FAQ
Why use a formatter?
A formatter removes the tedium of manually adding structure to code to make it more readable - overlong lines, inconsistent indentation, lack of visual structure and other small distractions quickly nibble away at the mental budget available for writing code while a formatter solves this and many other things at the press of a button.
When you work with others, debates and nitpicking over style go away and collaborative efforts can focus on substance instead.
Finally, the code is likely to look better - manually formatting code takes a lot of effort which ultimately can be spent better elsewhere - as such, poorly formatted code ends up being more common than not.

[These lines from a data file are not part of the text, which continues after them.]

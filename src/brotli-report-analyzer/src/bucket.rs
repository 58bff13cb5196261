//! Classifies file sizes into power-of-two buckets.
//!
//! Benchmark corpora are split into groups of similarly sized files so that
//! compression results can be compared between files of comparable size.
//!
//! # Bucket Layout
//!
//! - Files under 64 KiB land in the catch-all bucket labelled `64`.
//! - Every other bucket spans `[N KiB, 2N KiB)` where `N` is a power of two
//!   starting at 64, and is labelled `N-2N` (e.g. `64-128`, `128-256`).
//!
//! A size exactly on a boundary belongs to the bucket that starts there, so
//! 65536 bytes is classified as `64-128`.
//!
//! # Example
//!
//! ```
//! use brotli_report_analyzer::bucket::{classify, FileSizeBucket};
//!
//! assert_eq!(classify(1000), "64");
//! assert_eq!(classify(65536), "64-128");
//!
//! let bucket = FileSizeBucket::for_size(200_000);
//! assert_eq!(bucket.label(), "128-256");
//! assert!(bucket.contains(200_000));
//! ```

use core::fmt;
use core::str::FromStr;
use thiserror::Error;

/// Upper bound of the catch-all bucket, and lower bound of the first
/// doubling bucket, in KiB.
pub const MIN_BUCKET_KIB: u64 = 64;

const KIB: u64 = 1024;

/// A contiguous range of file sizes, as produced by [`FileSizeBucket::for_size`].
///
/// Bounds are stored in KiB so the topmost bucket can be represented without
/// overflowing a [`u64`] byte count.
#[derive(Debug, Clone, Copy, PartialEq, Eq, Hash, PartialOrd, Ord)]
pub struct FileSizeBucket {
    /// Inclusive lower bound in KiB. Zero for the catch-all bucket.
    lower_kib: u64,
    /// Exclusive upper bound in KiB.
    upper_kib: u64,
}

/// Error returned when a string is not a valid bucket label.
#[derive(Debug, Error, PartialEq, Eq)]
pub enum BucketLabelError {
    #[error("Bucket label `{0}` is not of the form `64` or `N-2N`")]
    Malformed(String),

    #[error("Bucket label `{0}` does not start at a power of two of at least 64 KiB")]
    InvalidLowerBound(String),

    #[error("Bucket label `{0}` must end at exactly twice its start")]
    InvalidUpperBound(String),
}

impl FileSizeBucket {
    /// The catch-all bucket holding every file under 64 KiB.
    pub const SMALLEST: Self = Self {
        lower_kib: 0,
        upper_kib: MIN_BUCKET_KIB,
    };

    /// Returns the bucket a file of `size_bytes` belongs to.
    pub fn for_size(size_bytes: u64) -> Self {
        if size_bytes < MIN_BUCKET_KIB * KIB {
            return Self::SMALLEST;
        }

        let mut bucket_start = MIN_BUCKET_KIB;
        // A start whose byte count overflows is past every representable size.
        while bucket_start
            .checked_mul(KIB)
            .is_some_and(|start_bytes| start_bytes <= size_bytes)
        {
            bucket_start *= 2;
        }

        let bucket_end = bucket_start;
        bucket_start /= 2;
        Self {
            lower_kib: bucket_start,
            upper_kib: bucket_end,
        }
    }

    /// Inclusive lower bound in bytes.
    pub fn lower_bound_bytes(&self) -> u64 {
        self.lower_kib * KIB
    }

    /// Exclusive upper bound in bytes, saturating at [`u64::MAX`] for the topmost bucket.
    pub fn upper_bound_bytes(&self) -> u64 {
        self.upper_kib.saturating_mul(KIB)
    }

    /// Inclusive lower bound in KiB.
    pub fn lower_bound_kib(&self) -> u64 {
        self.lower_kib
    }

    /// Exclusive upper bound in KiB.
    pub fn upper_bound_kib(&self) -> u64 {
        self.upper_kib
    }

    /// Whether this is the catch-all bucket for files under 64 KiB.
    pub fn is_smallest(&self) -> bool {
        self.lower_kib == 0
    }

    /// Whether a file of `size_bytes` falls inside this bucket.
    pub fn contains(&self, size_bytes: u64) -> bool {
        let size = size_bytes as u128;
        let lower = self.lower_kib as u128 * KIB as u128;
        let upper = self.upper_kib as u128 * KIB as u128;
        size >= lower && size < upper
    }

    /// The directory-friendly label of this bucket, in KiB.
    pub fn label(&self) -> String {
        self.to_string()
    }
}

impl fmt::Display for FileSizeBucket {
    fn fmt(&self, f: &mut fmt::Formatter<'_>) -> fmt::Result {
        if self.is_smallest() {
            write!(f, "{}", self.upper_kib)
        } else {
            write!(f, "{}-{}", self.lower_kib, self.upper_kib)
        }
    }
}

impl FromStr for FileSizeBucket {
    type Err = BucketLabelError;

    fn from_str(label: &str) -> Result<Self, Self::Err> {
        let malformed = || BucketLabelError::Malformed(label.to_string());

        let Some((start, end)) = label.split_once('-') else {
            return match label.parse::<u64>() {
                Ok(MIN_BUCKET_KIB) => Ok(Self::SMALLEST),
                _ => Err(malformed()),
            };
        };

        let start: u64 = start.parse().map_err(|_| malformed())?;
        let end: u64 = end.parse().map_err(|_| malformed())?;

        if start < MIN_BUCKET_KIB || !start.is_power_of_two() {
            return Err(BucketLabelError::InvalidLowerBound(label.to_string()));
        }
        if start.checked_mul(2) != Some(end) {
            return Err(BucketLabelError::InvalidUpperBound(label.to_string()));
        }

        Ok(Self {
            lower_kib: start,
            upper_kib: end,
        })
    }
}

/// Returns the bucket label for a file of `size_bytes`.
///
/// Shorthand for `FileSizeBucket::for_size(size_bytes).label()`.
pub fn classify(size_bytes: u64) -> String {
    FileSizeBucket::for_size(size_bytes).label()
}
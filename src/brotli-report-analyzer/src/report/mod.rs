//! Loads Brotli benchmark reports and summarises them per input file.
//!
//! A report is a CSV file written by the benchmark harness, with one row per
//! compression run. The same input file is usually compressed several times,
//! so rows are grouped by `Original File Name` and averaged into a
//! [`FileSummary`].
//!
//! # Report Columns
//!
//! Required:
//!
//! - `Original File Name`
//! - `File Size(B)`
//! - `Compressed File Size(B)`
//! - `Time Taken by Brotli(s)`
//!
//! Optional (may be absent or empty):
//!
//! - `Compression Quality`, `Window Bits`
//! - `Time Taken by Compression(s)`
//! - `Compression Ratio`
//! - `CPU Usage by Process(%)`
//! - `Maximum Resident Size(KB)`
//!
//! Other columns are ignored. Surrounding whitespace is trimmed from every
//! header and field.
//!
//! # Submodules
//!
//! - [`params`]: configuration parsed from report file names.
//! - [`directory`]: summaries built from directories of compressed files.

pub mod directory;
pub mod params;

use self::params::ReportParams;
use core::fmt;
use csv::{ReaderBuilder, Trim};
use indexmap::IndexMap;
use serde::Deserialize;
use std::{
    ffi::OsStr,
    fs::File,
    io::{self, Read},
    path::{Path, PathBuf},
};
use thiserror::Error;
use tracing::info;

/// Errors raised while loading reports.
#[derive(Debug, Error)]
pub enum ReportError {
    #[error("Failed to open report {}: {source}", path.display())]
    Open {
        path: PathBuf,
        #[source]
        source: io::Error,
    },

    #[error("Report `{label}` is malformed: {source}")]
    Malformed {
        label: String,
        #[source]
        source: csv::Error,
    },

    #[error("Report `{0}` contains no rows")]
    Empty(String),

    #[error("Directory {} does not exist.", .0.display())]
    NotADirectory(PathBuf),

    #[error("Failed to read directory entry: {0}")]
    Walk(#[from] walkdir::Error),
}

/// A single row of a benchmark report.
#[derive(Debug, Clone, PartialEq, Deserialize)]
pub struct ReportRow {
    #[serde(rename = "Original File Name")]
    pub file_name: String,
    #[serde(rename = "File Size(B)")]
    pub original_size: f64,
    #[serde(rename = "Compressed File Size(B)")]
    pub compressed_size: f64,
    #[serde(rename = "Time Taken by Brotli(s)")]
    pub brotli_time_s: f64,
    #[serde(rename = "Compression Quality", default)]
    pub compression_quality: Option<u32>,
    #[serde(rename = "Window Bits", default)]
    pub window_bits: Option<u32>,
    #[serde(rename = "Time Taken by Compression(s)", default)]
    pub compression_time_s: Option<f64>,
    #[serde(rename = "Compression Ratio", default)]
    pub compression_ratio: Option<f64>,
    #[serde(rename = "CPU Usage by Process(%)", default)]
    pub cpu_usage_pct: Option<f64>,
    #[serde(rename = "Maximum Resident Size(KB)", default)]
    pub max_rss_kb: Option<f64>,
    /// Peak RSS as written by harnesses that report it in bytes.
    #[serde(rename = "Maximum Resident Size(B)", default)]
    pub max_rss_b: Option<f64>,
}

impl ReportRow {
    /// Peak RSS in KiB, from whichever of the two RSS columns is present.
    pub fn max_rss_kib(&self) -> Option<f64> {
        self.max_rss_kb.or(self.max_rss_b.map(|bytes| bytes / 1024.0))
    }
}

/// A measured quantity that can be compared between reports.
#[derive(Debug, Clone, Copy, PartialEq, Eq, Hash, PartialOrd, Ord)]
pub enum Metric {
    /// Compressed size in bytes.
    CompressedSize,
    /// Time spent inside the Brotli encoder, in seconds.
    BrotliTime,
    /// Time spent on the full compression including I/O, in seconds.
    CompressionTime,
    /// CPU usage of the compressing process, in percent.
    CpuUsage,
    /// Peak resident set size, in KiB.
    MaxRss,
}

impl Metric {
    /// Every metric, in output column order.
    pub const ALL: [Metric; 5] = [
        Metric::CompressedSize,
        Metric::CompressionTime,
        Metric::BrotliTime,
        Metric::CpuUsage,
        Metric::MaxRss,
    ];

    /// Human-readable name, as used in CSV headers.
    pub fn name(self) -> &'static str {
        match self {
            Metric::CompressedSize => "Compression Size",
            Metric::BrotliTime => "Brotli Time",
            Metric::CompressionTime => "Compression Time",
            Metric::CpuUsage => "CPU Usage",
            Metric::MaxRss => "Maximum Resident Size",
        }
    }
}

impl fmt::Display for Metric {
    fn fmt(&self, f: &mut fmt::Formatter<'_>) -> fmt::Result {
        f.write_str(self.name())
    }
}

/// Averaged measurements of a single input file.
///
/// Optional metrics are averaged over the rows that have them, and are
/// [`None`] if no row does.
#[derive(Debug, Clone, PartialEq)]
pub struct FileSummary {
    /// Name of the original (uncompressed) file.
    pub file_name: String,
    /// Number of report rows averaged into this summary.
    pub samples: usize,
    /// Size of the original file, from its first row.
    pub original_size: Option<f64>,
    /// Mean compressed size in bytes.
    pub compressed_size: f64,
    pub brotli_time_s: Option<f64>,
    pub compression_time_s: Option<f64>,
    pub compression_ratio: Option<f64>,
    pub cpu_usage_pct: Option<f64>,
    pub max_rss_kb: Option<f64>,
}

impl FileSummary {
    /// Summary of a file known only by its compressed size.
    pub fn from_compressed_size(file_name: impl Into<String>, compressed_size: u64) -> Self {
        Self {
            file_name: file_name.into(),
            samples: 1,
            original_size: None,
            compressed_size: compressed_size as f64,
            brotli_time_s: None,
            compression_time_s: None,
            compression_ratio: None,
            cpu_usage_pct: None,
            max_rss_kb: None,
        }
    }

    /// The value of `metric`, if this summary has it.
    pub fn metric(&self, metric: Metric) -> Option<f64> {
        match metric {
            Metric::CompressedSize => Some(self.compressed_size),
            Metric::BrotliTime => self.brotli_time_s,
            Metric::CompressionTime => self.compression_time_s,
            Metric::CpuUsage => self.cpu_usage_pct,
            Metric::MaxRss => self.max_rss_kb,
        }
    }

    /// Mean Brotli encoder time in milliseconds.
    pub fn brotli_time_ms(&self) -> Option<f64> {
        self.brotli_time_s.map(|s| s * 1000.0)
    }
}

/// Running mean that skips missing values.
#[derive(Default)]
struct Mean {
    sum: f64,
    count: usize,
}

impl Mean {
    fn add(&mut self, value: Option<f64>) {
        if let Some(value) = value {
            self.sum += value;
            self.count += 1;
        }
    }

    fn get(&self) -> Option<f64> {
        (self.count > 0).then(|| self.sum / self.count as f64)
    }
}

struct FileSummaryBuilder {
    file_name: String,
    samples: usize,
    original_size: Option<f64>,
    compressed_size: Mean,
    brotli_time_s: Mean,
    compression_time_s: Mean,
    compression_ratio: Mean,
    cpu_usage_pct: Mean,
    max_rss_kb: Mean,
}

impl FileSummaryBuilder {
    fn new(file_name: &str) -> Self {
        Self {
            file_name: file_name.to_string(),
            samples: 0,
            original_size: None,
            compressed_size: Mean::default(),
            brotli_time_s: Mean::default(),
            compression_time_s: Mean::default(),
            compression_ratio: Mean::default(),
            cpu_usage_pct: Mean::default(),
            max_rss_kb: Mean::default(),
        }
    }

    fn add(&mut self, row: &ReportRow) {
        self.samples += 1;
        self.original_size.get_or_insert(row.original_size);
        self.compressed_size.add(Some(row.compressed_size));
        self.brotli_time_s.add(Some(row.brotli_time_s));
        self.compression_time_s.add(row.compression_time_s);
        self.compression_ratio.add(row.compression_ratio);
        self.cpu_usage_pct.add(row.cpu_usage_pct);
        self.max_rss_kb.add(row.max_rss_kib());
    }

    fn finish(self) -> FileSummary {
        FileSummary {
            file_name: self.file_name,
            samples: self.samples,
            original_size: self.original_size,
            compressed_size: self.compressed_size.get().unwrap_or_default(),
            brotli_time_s: self.brotli_time_s.get(),
            compression_time_s: self.compression_time_s.get(),
            compression_ratio: self.compression_ratio.get(),
            cpu_usage_pct: self.cpu_usage_pct.get(),
            max_rss_kb: self.max_rss_kb.get(),
        }
    }
}

/// A benchmark report, summarised per input file.
#[derive(Debug, Clone, PartialEq)]
pub struct Report {
    /// Name of the configuration, e.g. `c6_w24_v110`.
    pub label: String,
    /// Configuration parsed from the report name, if it follows the naming scheme.
    pub params: Option<ReportParams>,
    /// File name → summary, in the order files first appear in the report.
    pub files: IndexMap<String, FileSummary>,
}

impl Report {
    /// Creates an empty report.
    pub fn new(label: impl Into<String>, params: Option<ReportParams>) -> Self {
        Self {
            label: label.into(),
            params,
            files: IndexMap::new(),
        }
    }

    /// Loads and summarises the report at `path`.
    ///
    /// The label is taken from the configuration in the file name
    /// (`_report_c6_w16.csv` → `c6_w16`), or the file stem if the name does
    /// not follow that scheme.
    ///
    /// # Errors
    ///
    /// Fails if the file cannot be opened, is not a valid report, or has no rows.
    pub fn load(path: &Path) -> Result<Self, ReportError> {
        let file_name = path
            .file_name()
            .and_then(OsStr::to_str)
            .unwrap_or_default();
        let params = ReportParams::from_report_file_name(file_name);
        let label = match &params {
            Some(params) => params.label(),
            None => path
                .file_stem()
                .map(|s| s.to_string_lossy().into_owned())
                .unwrap_or_else(|| path.display().to_string()),
        };

        let file = File::open(path).map_err(|source| ReportError::Open {
            path: path.to_path_buf(),
            source,
        })?;
        let report = Self::from_reader(label, params, file)?;
        info!(
            "Loaded report {} ({} files) from {}",
            report.label,
            report.len(),
            path.display()
        );
        Ok(report)
    }

    /// Reads and summarises report rows from any CSV source.
    pub fn from_reader<R: Read>(
        label: impl Into<String>,
        params: Option<ReportParams>,
        reader: R,
    ) -> Result<Self, ReportError> {
        let label = label.into();
        let mut csv_reader = ReaderBuilder::new().trim(Trim::All).from_reader(reader);

        let mut rows = Vec::new();
        for row in csv_reader.deserialize::<ReportRow>() {
            let row = row.map_err(|source| ReportError::Malformed {
                label: label.clone(),
                source,
            })?;
            rows.push(row);
        }

        if rows.is_empty() {
            return Err(ReportError::Empty(label));
        }
        Ok(Self::from_rows(label, params, rows))
    }

    /// Groups `rows` by file name and averages each group.
    pub fn from_rows(
        label: impl Into<String>,
        params: Option<ReportParams>,
        rows: impl IntoIterator<Item = ReportRow>,
    ) -> Self {
        let mut builders: IndexMap<String, FileSummaryBuilder> = IndexMap::new();
        for row in rows {
            builders
                .entry(row.file_name.clone())
                .or_insert_with(|| FileSummaryBuilder::new(&row.file_name))
                .add(&row);
        }

        let mut report = Self::new(label, params);
        report.files = builders
            .into_iter()
            .map(|(name, builder)| (name, builder.finish()))
            .collect();
        report
    }

    /// Summary of `file_name`, if the report contains it.
    pub fn get(&self, file_name: &str) -> Option<&FileSummary> {
        self.files.get(file_name)
    }

    /// Adds or replaces the summary of a file.
    pub fn insert(&mut self, summary: FileSummary) {
        self.files.insert(summary.file_name.clone(), summary);
    }

    /// Number of distinct input files.
    pub fn len(&self) -> usize {
        self.files.len()
    }

    pub fn is_empty(&self) -> bool {
        self.files.is_empty()
    }

    /// Whether any file in the report has a value for `metric`.
    pub fn has_metric(&self, metric: Metric) -> bool {
        self.files.values().any(|f| f.metric(metric).is_some())
    }
}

But I've spent a significant part of my life realigning code and now it's lost!
https://en.wikipedia.org/wiki/Sunk_cost
How do I introduce nph
in an existing codebase?
Assuming git
is used, format all code using nph
, put it in a single commit
and add a CI rule to ensure that future commits are all formatted using the same
nph
version.
Formatting commits can be ignored for the purpose of git blame
by adding a
file named .git-blame-ignore-revs
containing the formatted source code to the
root of the project:
cd myproject
# Format all source code with nph
git ls-files | grep ".nim$" | xargs -n1 nph
# Create a single commit with all changes
git commit -am "Formatted with nph $(nph --version)"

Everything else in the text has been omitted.